Downvotes actually promote bad behavior
Common sense might lead one to believe that people chastised for breaking community standards would make an effort to behave better. Justin found that the opposite is actually true! When comparing users with comparable posting histories, he noted the following:
- People write worse after negative feedback, with little change after positive feedback.
- Negatively evaluated users actually post more frequently, while downvoting others more.
- This leads to a downward spiral that causes communities to get worse over time, as shown by a decline in the number of upvotes.
The spread of bad content is predictable
There has been a lot of attention paid to fake news lately. The spread of these low-quality articles seems to be chaotic, and their spread can die down and then recur after long periods of time. But Justin found that sharing cascade effects are predictable, as are recurrences in popularity.
I admit I didn’t understand the finer points of his formula, but the gist of it was that if a post reaches the median number of shares, the chances of the popularity doubling can be predicted.

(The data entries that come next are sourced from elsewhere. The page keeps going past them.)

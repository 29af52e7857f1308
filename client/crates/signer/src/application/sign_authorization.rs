//! Sign Authorization Use Case
//!
//! Signs every input of a reservation's PSBT with the wallet key and
//! finalizes the result for broadcast.

use bitcoin::hashes::Hash;
use bitcoin::psbt::{Input, Psbt};
use bitcoin::secp256k1::{All, Message, Secp256k1};
use bitcoin::sighash::{EcdsaSighashType, Prevouts, SighashCache, TapSighashType};
use bitcoin::{Transaction, TxOut, Witness, ecdsa, taproot};

use crate::domain::key::SigningKey;
use crate::domain::spend::{SpendPath, check_p2wpkh_prevout, check_taproot_prevout, tap_tweak};
use crate::error::{SignerError, SignerResult};

/// Signature produced for one input, not yet finalized
#[derive(Debug, Clone, Copy)]
enum InputSignature {
    Taproot(taproot::Signature),
    Ecdsa(ecdsa::Signature),
}

/// Sign a base64 PSBT and return the finalized base64 PSBT
///
/// Either every input ends up finalized or an error is returned; the caller
/// never sees a partially signed blob.
pub fn sign(unsigned_b64: &str, key: &SigningKey) -> SignerResult<String> {
    let bytes = platform::crypto::from_base64(unsigned_b64)
        .map_err(|e| SignerError::MalformedBlob(e.to_string()))?;
    let mut psbt = Psbt::deserialize(&bytes).map_err(|e| SignerError::MalformedBlob(e.to_string()))?;

    let signed = sign_psbt(&mut psbt, key).and_then(|n| finalize_psbt(&mut psbt, key).map(|()| n));
    match signed {
        Ok(inputs) => {
            tracing::info!(inputs, "Authorization signed and finalized");
            Ok(platform::crypto::to_base64(&psbt.serialize()))
        }
        Err(e) => {
            e.log();
            Err(e)
        }
    }
}

/// Attach a signature to every input
///
/// All signatures are computed before any input is modified.
pub fn sign_psbt(psbt: &mut Psbt, key: &SigningKey) -> SignerResult<usize> {
    let secp = Secp256k1::new();
    let prevouts = collect_prevouts(psbt)?;

    let signatures = {
        let mut cache = SighashCache::new(&psbt.unsigned_tx);
        psbt.inputs
            .iter()
            .enumerate()
            .map(|(index, input)| sign_input(&secp, &mut cache, index, input, &prevouts, key))
            .collect::<SignerResult<Vec<_>>>()?
    };

    let public = bitcoin::PublicKey::new(key.public_key());
    for (input, signature) in psbt.inputs.iter_mut().zip(&signatures) {
        match *signature {
            InputSignature::Taproot(sig) => input.tap_key_sig = Some(sig),
            InputSignature::Ecdsa(sig) => {
                input.partial_sigs.insert(public, sig);
            }
        }
    }
    Ok(signatures.len())
}

fn sign_input(
    secp: &Secp256k1<All>,
    cache: &mut SighashCache<&Transaction>,
    index: usize,
    input: &Input,
    prevouts: &[TxOut],
    key: &SigningKey,
) -> SignerResult<InputSignature> {
    let prevout = &prevouts[index];
    match SpendPath::of(input) {
        SpendPath::TweakedKey { internal_key } => {
            if internal_key != key.x_only_public_key() {
                return Err(SignerError::KeyMismatch { index });
            }
            let tweaked = tap_tweak(secp, &key.keypair(secp))?;
            check_taproot_prevout(index, prevout, &tweaked)?;

            let sighash = cache
                .taproot_key_spend_signature_hash(index, &Prevouts::All(prevouts), TapSighashType::Default)
                .map_err(|e| SignerError::Sighash { index, detail: e.to_string() })?;
            let msg = Message::from_digest(sighash.to_byte_array());
            let signature = secp.sign_schnorr_no_aux_rand(&msg, &tweaked);
            tracing::debug!(index, "Signed taproot key-path input");
            Ok(InputSignature::Taproot(taproot::Signature {
                signature,
                sighash_type: TapSighashType::Default,
            }))
        }
        SpendPath::Plain => {
            check_p2wpkh_prevout(index, prevout, key)?;

            let sighash = cache
                .p2wpkh_signature_hash(index, &prevout.script_pubkey, prevout.value, EcdsaSighashType::All)
                .map_err(|e| SignerError::Sighash { index, detail: e.to_string() })?;
            let msg = Message::from_digest(sighash.to_byte_array());
            let signature = secp.sign_ecdsa(&msg, key.secret_key());
            tracing::debug!(index, "Signed p2wpkh input");
            Ok(InputSignature::Ecdsa(ecdsa::Signature {
                signature,
                sighash_type: EcdsaSighashType::All,
            }))
        }
    }
}

/// Turn signatures into final witnesses and clear the partial fields
///
/// Witnesses for every input are built before any input is modified. Plain
/// inputs use the partial signature made by `key`; other keys' entries are
/// ignored.
pub fn finalize_psbt(psbt: &mut Psbt, key: &SigningKey) -> SignerResult<()> {
    let public = bitcoin::PublicKey::new(key.public_key());
    let witnesses = psbt
        .inputs
        .iter()
        .enumerate()
        .map(|(index, input)| final_witness(index, input, &public))
        .collect::<SignerResult<Vec<_>>>()?;

    for (input, witness) in psbt.inputs.iter_mut().zip(witnesses) {
        let utxo = input.witness_utxo.take();
        let non_witness_utxo = input.non_witness_utxo.take();
        let unknown = std::mem::take(&mut input.unknown);
        let proprietary = std::mem::take(&mut input.proprietary);
        *input = Input {
            witness_utxo: utxo,
            non_witness_utxo,
            final_script_witness: Some(witness),
            unknown,
            proprietary,
            ..Input::default()
        };
    }
    Ok(())
}

fn final_witness(index: usize, input: &Input, public: &bitcoin::PublicKey) -> SignerResult<Witness> {
    let mut witness = Witness::new();
    if let Some(sig) = input.tap_key_sig {
        witness.push(sig.to_vec());
        return Ok(witness);
    }
    let sig = input
        .partial_sigs
        .get(public)
        .ok_or(SignerError::MissingSignature { index })?;
    witness.push(sig.to_vec());
    witness.push(public.to_bytes());
    Ok(witness)
}

fn collect_prevouts(psbt: &Psbt) -> SignerResult<Vec<TxOut>> {
    psbt.inputs
        .iter()
        .zip(&psbt.unsigned_tx.input)
        .enumerate()
        .map(|(index, (input, txin))| {
            if let Some(utxo) = &input.witness_utxo {
                return Ok(utxo.clone());
            }
            input
                .non_witness_utxo
                .as_ref()
                .and_then(|tx| tx.output.get(txin.previous_output.vout as usize))
                .cloned()
                .ok_or(SignerError::MissingPrevout { index })
        })
        .collect()
}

Over the years, I’ve come to appreciate the extent to which people’s behaviors are influenced by their environments. Justin Cheng’s research suggests that this is no different for online spaces. Just as run-down surroundings and unpleasant stimuli may result in increased aggression, online communities must be thoughtfully designed and maintained to function smoothly.
There is a commonly referenced usability heuristic that there should be a match between digital systems and real world conventions. With the anonymity and immediacy of the internet, many of the factors that constrain our behavior in face-to-face interactions are absent, which can sometimes lead to abusive behavior. Can solutions be designed to simulate or take the place of in-person social cues?
Justin proposed a some ideas based on his findings: Remove downvoting, implement reputation systems, better comment screening algorithms, better community rules and moderation, and delayed comment posting. With trolling and negative online behavior coming into the spotlight, it will be interesting to see whether these and other solutions have the power to make the internet a friendlier place.